Wherefore the Lord said unto Solomon, Forasmuch as this is done of thee, and thou hast not kept my covenant and my statutes, which I have commanded thee, I will surely rend the kingdom from thee, and will give it to thy servant.

– 1 Kings, 11:11

Solomon, the famously wise king of Judah, proved less than wise in dealing with his own carnal appetites. The favored son of the heroic King David, Solomon took the throne of Judah (a kingdom in the southern portion of present-day Israel) around 971 B.C. and ruled wisely and well for forty years. Stories abound of his sagacity in dealing out justice to his subjects, like the one about the two women who both claimed to be the mother of the same baby. Solomon ordered that the baby be cut in two, knowing that the real mother would beg him to give the child to the other woman rather than see the baby treated that way. He is also justly famous for ordering and overseeing the construction of the great temple that bore his name in Jerusalem.

17th century painter Artemisia Gentileschi’s take on the first time King David saw Bathsheba. According to the Bible, he saw her while her attendants were bathing her.

And yet Solomon himself was, according to the Bible, “born of sin.” Solomon’s father–the heroic King David–committed a terrible sin that was in many ways the very root of his future son’s existence. When the king first met Solomon’s future mother–the lovely Bathsheba–she was already married to one of his most trusted soldiers, a man known in the Bible as Uriah the Hittite. Consumed with passion for her, David seduced Bathsheba and got her pregnant, then arranged for Uriah’s death in battle–nothing short of murder. Bathsheba lost her baby (according to the prophet Nathan, as punishment for the sin she and David had committed together), but she and David had a second son after they were married. That was Solomon.

Then, of course, there’s the whole “sex-addiction” thing.

See, Solomon liked women. (Whether or not they liked him back is not recorded.) During his forty years on the throne, Solomon collected a harem that would have been the envy of any Turkish sultan. According to the Bible, he had an even 1,000 women at his disposal; 700 wives and 300 concubines.  And the wives weren’t just any girls from off the street; they were princesses from neighboring countries married to Solomon by their fathers as part of any number of political alliances.

As if having that many women (plus the Queen of Sheba, whom he knocked up when she came to visit him) on the line didn’t make him bastard enough, Solomon’s harem proved to be a political headache. Not because there were 699 more wives and 300 more hookers in his household than might be socially acceptable, but because the wives, foreigners after all, had their own gods, and none of them was the god of the Israelites, who had so favored the fair-haired boy, Solomon.

Apparently it was only a matter of time before Solomon picked up so many of these bad, idolatrous habits, and displeased God. It was at that point that God told Solomon that he was going to break up his kingdom (in the quote at the opening of the chapter).

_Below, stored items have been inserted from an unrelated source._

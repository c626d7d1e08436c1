//! Decoder implementation for HTTP messages with Content-Length header.
//!
//! This module decodes payloads whose size is specified by the Content-Length header,
//! as defined in [RFC 9112 Section 6.2](https://www.rfc-editor.org/rfc/rfc9112#section-6.2).

use std::cmp;

use bytes::BytesMut;

/// A decoder for handling HTTP messages with a known content length.
///
/// The decoder tracks the remaining bytes to be read and never takes more than that,
/// so bytes of a following message are left in place.
#[derive(Debug, Clone, PartialEq, Eq)]
pub struct LengthDecoder {
    /// The number of bytes remaining to be read from the payload
    length: u64,
}

impl LengthDecoder {
    pub fn new(length: u64) -> Self {
        Self { length }
    }

    pub fn remaining(&self) -> u64 {
        self.length
    }

    pub fn is_finished(&self) -> bool {
        self.length == 0
    }

    /// Moves the minimum of the remaining length and the available bytes into `body`.
    ///
    /// Returns the number of bytes taken from `src`.
    pub fn decode(&mut self, src: &[u8], body: &mut BytesMut) -> usize {
        if self.length == 0 || src.is_empty() {
            return 0;
        }

        // cap remaining bytes at the max capacity of usize
        let len = usize::try_from(cmp::min(self.length, src.len() as u64)).unwrap_or(src.len());
        body.extend_from_slice(&src[..len]);

        self.length -= len as u64;
        len
    }

    /// Accounts for `n` body bytes that were written directly into body storage.
    pub fn advance(&mut self, n: u64) {
        self.length = self.length.saturating_sub(n);
    }
}

#[cfg(test)]
mod tests {
    use super::*;

    #[test]
    fn test_basic() {
        let src = b"101234567890abcdef\r\n\r\n";
        let mut body = BytesMut::new();

        let mut length_decoder = LengthDecoder::new(10);
        let used = length_decoder.decode(src, &mut body);

        assert_eq!(used, 10);
        assert_eq!(&body[..], b"1012345678");
        assert!(length_decoder.is_finished());
        assert_eq!(length_decoder.decode(&src[used..], &mut body), 0);
    }

    #[test]
    fn test_partial() {
        let mut body = BytesMut::new();
        let mut length_decoder = LengthDecoder::new(6);

        assert_eq!(length_decoder.decode(b"abc", &mut body), 3);
        assert_eq!(length_decoder.remaining(), 3);
        assert_eq!(length_decoder.decode(b"", &mut body), 0);

        length_decoder.advance(2);
        assert_eq!(length_decoder.remaining(), 1);
        assert_eq!(length_decoder.decode(b"defg", &mut body), 1);
        assert_eq!(&body[..], b"abcd");
        assert!(length_decoder.is_finished());
    }
}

Some religious traditions hold that Solomon eventually saw the error of his ways, got rid of his idols (not sure about all those wives and concubines), and found redemption in the eyes of God. Muslims even hold that he never really fell away from his beliefs.

Pious bastard.

The Wailing Wall, center-to-right in this recent photograph, is all that remains of King Solomon’s famous temple in Jerusalem. In the distance lies the Dome of the Rock, which was built by Muslim caliphs over the spot from which Muslims believe the prophet Muhammed ascended to Heaven.